Generator change was performed for battery depletion [elective replacement indicator (ERI) reached]. The existing pocket was opened. The generator was disconnected from the leads. Lead impedances and sensing/pacing thresholds were measured and documented before and after generator exchange. A new [model/manufacturer] generator was connected. The pocket was irrigated and closed in layers. Lead parameters at the new generator: [thresholds as documented above]. No lead revisions were required.

Charting Tips
  • Document all lead parameters (threshold, sensing, impedance) at implant. These values are the baseline for future device follow-up. A pacing threshold >1.0 V at 0.4 ms or R-wave <5 mV should prompt lead repositioning before pocket closure. Document the final accepted values.
  • Document venous access method and any complications. Cephalic vein cutdown avoids pneumothorax and subclavian crush but is not always possible. Axillary vein access (extrathoracic, lateral to first rib) is increasingly the preferred approach at high-volume centers, avoiding both pneumothorax and lead crush. Subclavian access carries pneumothorax risk and lead crush risk over the first rib. Document the access method used and that post-procedure CXR confirmed appropriate lead positions and no pneumothorax.
  • Document DFT testing status. Following the SIMPLE trial (2015, Lancet), routine DFT testing at implant has been largely abandoned — deferral is now standard for most left-sided transvenous ICD implants. Document that DFT testing was deferred and note any patient-specific reasons (high-risk anatomy, prior failed shock, etc.). When DFT is performed, document induced VF, successful termination, and energy delivered.
Billing Tips
  • Bill 33206 for single-chamber pacemaker implant with atrial lead (7.63 wRVU, 90-day global). Bill 33207 for single-chamber with ventricular lead (7.81 wRVU). Bill 33208 for dual-chamber pacemaker (8.60 wRVU). These are alternative primary codes; select based on the number and position of leads implanted.
  • Bill 33249 for transvenous ICD implant with defibrillation leads (16.63 wRVU, 90-day global). ICD codes have a substantially higher wRVU than pacemakers. Confirm whether the device is a pacemaker or ICD before coding.
  • Device programming, threshold testing, and pre-discharge interrogation are bundled into the implant code. Do not separately bill device check (93280-93284) at the time of implant. Post-discharge device checks are separately billable.
  • 90-day global period: wound check, device interrogation at the 2-week visit, and antibiotic management are bundled. Device revision or lead repositioning within the global period requires modifier -78.
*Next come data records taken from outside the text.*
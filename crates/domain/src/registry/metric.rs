use serde::{Deserialize, Serialize};
use std::collections::BTreeMap;
use std::str::FromStr;

use crate::error::DomainError;

/// Unit of measure a metric counts
#[derive(Debug, Clone, Copy, PartialEq, Eq, Hash, PartialOrd, Ord, Serialize, Deserialize)]
pub enum Uom {
    #[serde(rename = "Cores")]
    Cores,
    #[serde(rename = "Sockets")]
    Sockets,
    #[serde(rename = "Instance-hours")]
    InstanceHours,
    #[serde(rename = "Storage-gibibytes")]
    StorageGibibytes,
    #[serde(rename = "Transfer-gibibytes")]
    TransferGibibytes,
}

impl Uom {
    pub const ALL: [Uom; 5] = [
        Uom::Cores,
        Uom::Sockets,
        Uom::InstanceHours,
        Uom::StorageGibibytes,
        Uom::TransferGibibytes,
    ];

    pub fn as_str(&self) -> &'static str {
        match self {
            Self::Cores => "Cores",
            Self::Sockets => "Sockets",
            Self::InstanceHours => "Instance-hours",
            Self::StorageGibibytes => "Storage-gibibytes",
            Self::TransferGibibytes => "Transfer-gibibytes",
        }
    }
}

impl FromStr for Uom {
    type Err = DomainError;

    fn from_str(s: &str) -> Result<Self, Self::Err> {
        let normalized = s.trim().replace('_', "-");
        Self::ALL
            .into_iter()
            .find(|uom| uom.as_str().eq_ignore_ascii_case(&normalized))
            .ok_or_else(|| DomainError::InvalidUom(s.to_string()))
    }
}

impl std::fmt::Display for Uom {
    fn fmt(&self, f: &mut std::fmt::Formatter<'_>) -> std::fmt::Result {
        write!(f, "{}", self.as_str())
    }
}

/// A measurable unit of usage for a tag
///
/// `query_params` are handed to the metrics provider verbatim
/// (e.g. the prometheus metric name).
#[derive(Debug, Clone, PartialEq, Eq, Serialize, Deserialize)]
#[serde(rename_all = "camelCase")]
pub struct TagMetric {
    pub tag: String,
    pub uom: Uom,
    pub metric_id: String,
    #[serde(default)]
    pub query_params: BTreeMap<String, String>,
}

impl TagMetric {
    pub fn new(tag: impl Into<String>, uom: Uom, metric_id: impl Into<String>) -> Self {
        Self {
            tag: tag.into(),
            uom,
            metric_id: metric_id.into(),
            query_params: BTreeMap::new(),
        }
    }

    pub fn with_query_param(mut self, key: impl Into<String>, value: impl Into<String>) -> Self {
        self.query_params.insert(key.into(), value.into());
        self
    }
}

#[cfg(test)]
mod tests {
    use super::*;

    #[test]
    fn test_uom_parse() {
        assert_eq!("cores".parse::<Uom>().unwrap(), Uom::Cores);
        assert_eq!("INSTANCE_HOURS".parse::<Uom>().unwrap(), Uom::InstanceHours);
        assert_eq!("Instance-hours".parse::<Uom>().unwrap(), Uom::InstanceHours);
        assert!("watts".parse::<Uom>().is_err());
    }

    #[test]
    fn test_metric_deserializes_camel_case() {
        let json = r#"{
            "tag": "OpenShift-metrics",
            "uom": "Cores",
            "metricId": "m_cores",
            "queryParams": { "prometheusMetadataMetric": "subscription_labels" }
        }"#;
        let metric: TagMetric = serde_json::from_str(json).unwrap();
        assert_eq!(metric.uom, Uom::Cores);
        assert_eq!(metric.metric_id, "m_cores");
        assert_eq!(
            metric.query_params.get("prometheusMetadataMetric").map(String::as_str),
            Some("subscription_labels")
        );
    }
}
  • For lead revision without generator change: 33215 (repositioning of previously implanted electrode), 33216 (insertion of new electrode, single), 33217 (insertion of new electrode, dual), 33218/33220 (repair of electrode). Generator change without lead work: 33227-33229 (pacemaker) or 33262-33264 (ICD). Use modifier -78 when returning to OR within the 90-day global for device-related revision.

General coding reference. Verify with your institution’s billing department before submitting claims.